Backpropagation is the algorithm used to compute gradients of the loss function with respect to the model’s parameters in a neural network. It works by applying the chain rule of calculus in reverse, starting from the output of the computational graph and moving towards the inputs. ### Steps in Backpropagation 1. Initialize the Gradient: The gradient of the output node (the node on which backward() is called) is set to 1, as the gradient of a variable with respect to itself is 1. 2. Topological Sorting: Perform a topological sort of the computational graph starting from the output node. This ensures that when we compute the gradient for a node, the gradients of all nodes that depend on it (its children in the graph) have already been computed. 3. Apply the Chain Rule: Iterate through the nodes in reverse topological order. For each node, call its _backward method. This method accumulates the gradient from the node’s children and distributes it to the node’s parents according to the chain rule.

class Value:
    """ stores a single scalar value and its gradient """

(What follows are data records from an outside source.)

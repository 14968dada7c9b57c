//! Catalog Change Publisher
//!
//! Runs apart from the request handlers. Handlers report changes through a
//! `ChangeNotifier`; the publisher turns them into catalog snapshots and
//! broadcasts those to every `CallbackList` subscriber.

use std::sync::Arc;
use std::time::Duration;
use tokio::sync::{broadcast, mpsc, watch};
use tokio::time::{Interval, MissedTickBehavior};

use super::catalog::CatalogService;
use crate::protocol::Catalog;

/// Pending change notifications before new ones are folded into the queued rescan
const EVENT_QUEUE: usize = 64;
/// Snapshots a subscriber may fall behind before it skips to the newest
const SNAPSHOT_BACKLOG: usize = 16;

/// Reason a snapshot is published
#[derive(Debug, Clone, PartialEq, Eq)]
pub enum CatalogEvent {
    /// A file was written through UploadFile
    FileStored(String),
    /// A file was deleted through RemoveFile
    FileRemoved(String),
    /// Periodic or externally requested rescan
    Rescan,
}

/// Handle the request handlers use to report catalog changes
#[derive(Debug, Clone)]
pub struct ChangeNotifier {
    tx: mpsc::Sender<CatalogEvent>,
}

impl ChangeNotifier {
    /// Report a change; never blocks the caller
    pub fn notify(&self, event: CatalogEvent) {
        match self.tx.try_send(event) {
            Ok(()) => {}
            // A full queue already guarantees a fresh snapshot
            Err(mpsc::error::TrySendError::Full(_)) => {}
            Err(mpsc::error::TrySendError::Closed(event)) => {
                tracing::trace!("Catalog publisher stopped, dropping {:?}", event);
            }
        }
    }
}

/// Subscription point for catalog snapshots
#[derive(Debug, Clone)]
pub struct SnapshotFeed {
    tx: broadcast::Sender<Arc<Catalog>>,
}

impl SnapshotFeed {
    pub fn subscribe(&self) -> broadcast::Receiver<Arc<Catalog>> {
        self.tx.subscribe()
    }

    pub fn subscriber_count(&self) -> usize {
        self.tx.receiver_count()
    }
}

/// Background task producing catalog snapshots
pub struct CatalogPublisher {
    catalog: Arc<CatalogService>,
    events: mpsc::Receiver<CatalogEvent>,
    feed: SnapshotFeed,
    interval: Option<Duration>,
}

impl CatalogPublisher {
    /// Create the publisher together with its notifier and feed handles
    pub fn new(
        catalog: Arc<CatalogService>,
        interval: Option<Duration>,
    ) -> (Self, ChangeNotifier, SnapshotFeed) {
        let (event_tx, event_rx) = mpsc::channel(EVENT_QUEUE);
        let (snapshot_tx, _) = broadcast::channel(SNAPSHOT_BACKLOG);
        let feed = SnapshotFeed { tx: snapshot_tx };

        let publisher = Self {
            catalog,
            events: event_rx,
            feed: feed.clone(),
            interval,
        };
        (publisher, ChangeNotifier { tx: event_tx }, feed)
    }

    /// Publish snapshots until shutdown or until every notifier is dropped
    pub async fn run(mut self, mut shutdown: watch::Receiver<bool>) {
        let mut ticker = self.interval.map(|period| {
            let mut ticker = tokio::time::interval(period);
            ticker.set_missed_tick_behavior(MissedTickBehavior::Delay);
            ticker
        });

        loop {
            let event = tokio::select! {
                event = self.events.recv() => match event {
                    Some(event) => event,
                    None => break,
                },
                _ = next_tick(&mut ticker) => CatalogEvent::Rescan,
                changed = shutdown.changed() => {
                    if changed.is_err() || *shutdown.borrow() {
                        break;
                    }
                    continue;
                }
            };

            // Fold everything already queued into one snapshot
            let mut coalesced = 0usize;
            while self.events.try_recv().is_ok() {
                coalesced += 1;
            }

            tracing::trace!("Publishing catalog after {:?} (+{} queued)", event, coalesced);
            self.publish().await;
        }

        tracing::debug!("Catalog publisher stopped");
    }

    async fn publish(&self) {
        if self.feed.subscriber_count() == 0 {
            return;
        }

        match self.catalog.list().await {
            Ok(catalog) => {
                let _ = self.feed.tx.send(Arc::new(catalog));
            }
            Err(e) => tracing::warn!("Failed to list catalog for subscribers: {}", e),
        }
    }
}

async fn next_tick(ticker: &mut Option<Interval>) {
    match ticker {
        Some(ticker) => {
            ticker.tick().await;
        }
        None => std::future::pending::<()>().await,
    }
}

    def __init__(self, data, _children=(), _op=''):
        self.data = data
        self.grad = 0
        # internal variables used for autograd graph construction
        self._backward = lambda: None
        self._prev = set(_children)
        self._op = _op # the op that produced this node, for graphviz / debugging / etc

    def __add__(self, other):
        other = other if isinstance(other, Value) else Value(other)
        out = Value(self.data + other.data, (self, other), '+')

        def _backward():
            self.grad += out.grad
            other.grad += out.grad
        out._backward = _backward

        return out

    def __mul__(self, other):
        other = other if isinstance(other, Value) else Value(other)
        out = Value(self.data * other.data, (self, other), '*')

        def _backward():
            self.grad += other.data * out.grad
            other.grad += self.data * out.grad
        out._backward = _backward

        return out

    def __pow__(self, other):
        assert isinstance(other, (int, float)), "only supporting int/float powers for now"
        out = Value(self.data**other, (self,), f'**{other}')

        def _backward():
            self.grad += (other * self.data**(other-1)) * out.grad
        out._backward = _backward

        return out

    def backward(self):

        # topological order all of the children in the graph
        topo = []
        visited = set()
        def build_topo(v):
            if v not in visited:
                visited.add(v)
                for child in v._prev:
                    build_topo(child)
                topo.append(v)
        build_topo(self)

        # go one variable at a time and apply the chain rule to get its gradient
        self.grad = 1
        for v in reversed(topo):
            v._backward()

    def __repr__(self):
        return f"Value(data={self.data}, grad={self.grad})"
x = Value(2.0)
y = Value(-3.0)
mul = x*y
b = Value(10.0)

L = mul + b
L.backward()

print(x)
print(y)
print(mul)
print(b)
print(L)
Value(data=2.0, grad=-3.0)
Value(data=-3.0, grad=2.0)
Value(data=-6.0, grad=1)
Value(data=10.0, grad=1)
Value(data=4.0, grad=1)

Visualization with draw_dot

Understanding the flow of computation and how gradients are calculated is crucial in automatic differentiation. The draw_dot function helps visualize this process by rendering the computational graph. ### How draw_dot Works 1. Trace the Graph: The trace function recursively traverses the _prev attributes of the Value objects, starting from the output node. This identifies all the nodes and edges in the graph. 2. Render the Graph: The draw_dot function uses the graphviz library to generate a visual representation of the graph. Each Value object is represented as a node, and edges represent dependencies between nodes.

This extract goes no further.